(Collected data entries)
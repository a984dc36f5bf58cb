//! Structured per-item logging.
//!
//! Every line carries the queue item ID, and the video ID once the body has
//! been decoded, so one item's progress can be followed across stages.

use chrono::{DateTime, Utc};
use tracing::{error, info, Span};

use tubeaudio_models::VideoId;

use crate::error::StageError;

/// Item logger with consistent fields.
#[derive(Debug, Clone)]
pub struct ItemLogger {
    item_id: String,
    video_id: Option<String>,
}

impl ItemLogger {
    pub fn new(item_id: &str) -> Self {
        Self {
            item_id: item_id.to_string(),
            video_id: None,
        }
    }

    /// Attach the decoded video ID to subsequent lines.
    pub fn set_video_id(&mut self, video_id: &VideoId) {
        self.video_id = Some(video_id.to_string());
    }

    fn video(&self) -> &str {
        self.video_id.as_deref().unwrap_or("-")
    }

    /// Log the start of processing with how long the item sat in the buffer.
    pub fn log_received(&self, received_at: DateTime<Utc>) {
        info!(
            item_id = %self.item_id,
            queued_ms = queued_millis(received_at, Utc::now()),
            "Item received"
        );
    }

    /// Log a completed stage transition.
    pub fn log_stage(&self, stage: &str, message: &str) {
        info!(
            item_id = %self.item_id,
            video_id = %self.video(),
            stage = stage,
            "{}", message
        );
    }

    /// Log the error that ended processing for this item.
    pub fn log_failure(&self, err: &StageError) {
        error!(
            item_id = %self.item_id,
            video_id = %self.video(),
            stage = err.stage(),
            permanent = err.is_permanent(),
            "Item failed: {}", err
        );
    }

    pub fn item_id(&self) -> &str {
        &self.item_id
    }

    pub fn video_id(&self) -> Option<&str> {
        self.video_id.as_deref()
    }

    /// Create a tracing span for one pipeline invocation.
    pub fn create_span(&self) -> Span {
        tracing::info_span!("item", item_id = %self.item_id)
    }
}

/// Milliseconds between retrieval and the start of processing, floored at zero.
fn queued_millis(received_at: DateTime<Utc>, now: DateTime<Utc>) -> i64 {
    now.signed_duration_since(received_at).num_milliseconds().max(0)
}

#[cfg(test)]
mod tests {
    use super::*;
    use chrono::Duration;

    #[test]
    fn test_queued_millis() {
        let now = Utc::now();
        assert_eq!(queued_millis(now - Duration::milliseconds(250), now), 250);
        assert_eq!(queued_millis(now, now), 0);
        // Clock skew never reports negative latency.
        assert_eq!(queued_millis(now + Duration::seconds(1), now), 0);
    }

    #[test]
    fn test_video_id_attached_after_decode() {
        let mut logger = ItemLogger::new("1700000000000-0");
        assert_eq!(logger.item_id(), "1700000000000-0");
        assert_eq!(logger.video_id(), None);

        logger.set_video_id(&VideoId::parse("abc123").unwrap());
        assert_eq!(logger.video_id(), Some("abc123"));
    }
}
* * *
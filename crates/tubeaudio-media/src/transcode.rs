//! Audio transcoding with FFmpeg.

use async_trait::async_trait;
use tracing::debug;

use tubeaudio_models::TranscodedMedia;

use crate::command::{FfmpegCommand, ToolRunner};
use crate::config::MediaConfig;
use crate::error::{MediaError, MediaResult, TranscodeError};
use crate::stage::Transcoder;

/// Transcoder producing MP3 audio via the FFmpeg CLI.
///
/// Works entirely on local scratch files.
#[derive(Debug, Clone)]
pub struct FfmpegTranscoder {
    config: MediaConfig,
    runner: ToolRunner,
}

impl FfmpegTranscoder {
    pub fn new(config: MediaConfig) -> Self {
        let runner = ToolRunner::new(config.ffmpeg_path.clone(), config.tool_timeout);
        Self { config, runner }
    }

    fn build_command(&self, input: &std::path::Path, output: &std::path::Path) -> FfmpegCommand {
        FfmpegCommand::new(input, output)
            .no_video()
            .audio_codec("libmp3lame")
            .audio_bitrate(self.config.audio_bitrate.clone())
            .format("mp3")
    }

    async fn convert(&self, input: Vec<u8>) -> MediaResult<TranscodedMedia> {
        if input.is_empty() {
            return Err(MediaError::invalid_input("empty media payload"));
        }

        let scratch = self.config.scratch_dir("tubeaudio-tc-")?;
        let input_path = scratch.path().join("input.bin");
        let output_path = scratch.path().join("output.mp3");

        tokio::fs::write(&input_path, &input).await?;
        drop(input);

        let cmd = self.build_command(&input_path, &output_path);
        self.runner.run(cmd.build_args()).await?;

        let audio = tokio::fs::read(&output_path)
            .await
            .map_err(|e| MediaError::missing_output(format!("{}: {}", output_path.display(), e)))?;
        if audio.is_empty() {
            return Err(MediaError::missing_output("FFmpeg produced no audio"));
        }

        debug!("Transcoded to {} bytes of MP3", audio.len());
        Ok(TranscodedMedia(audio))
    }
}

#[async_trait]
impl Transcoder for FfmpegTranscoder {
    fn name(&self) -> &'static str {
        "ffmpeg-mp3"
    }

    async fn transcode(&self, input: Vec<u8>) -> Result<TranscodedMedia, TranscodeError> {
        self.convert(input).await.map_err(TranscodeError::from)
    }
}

- [What the task requires]:
Copy out every line from the data above that has "convert" in it.

- [Answer box]:
    async fn convert(&self, input: Vec<u8>) -> MediaResult<TranscodedMedia> {
        self.convert(input).await.map_err(TranscodeError::from)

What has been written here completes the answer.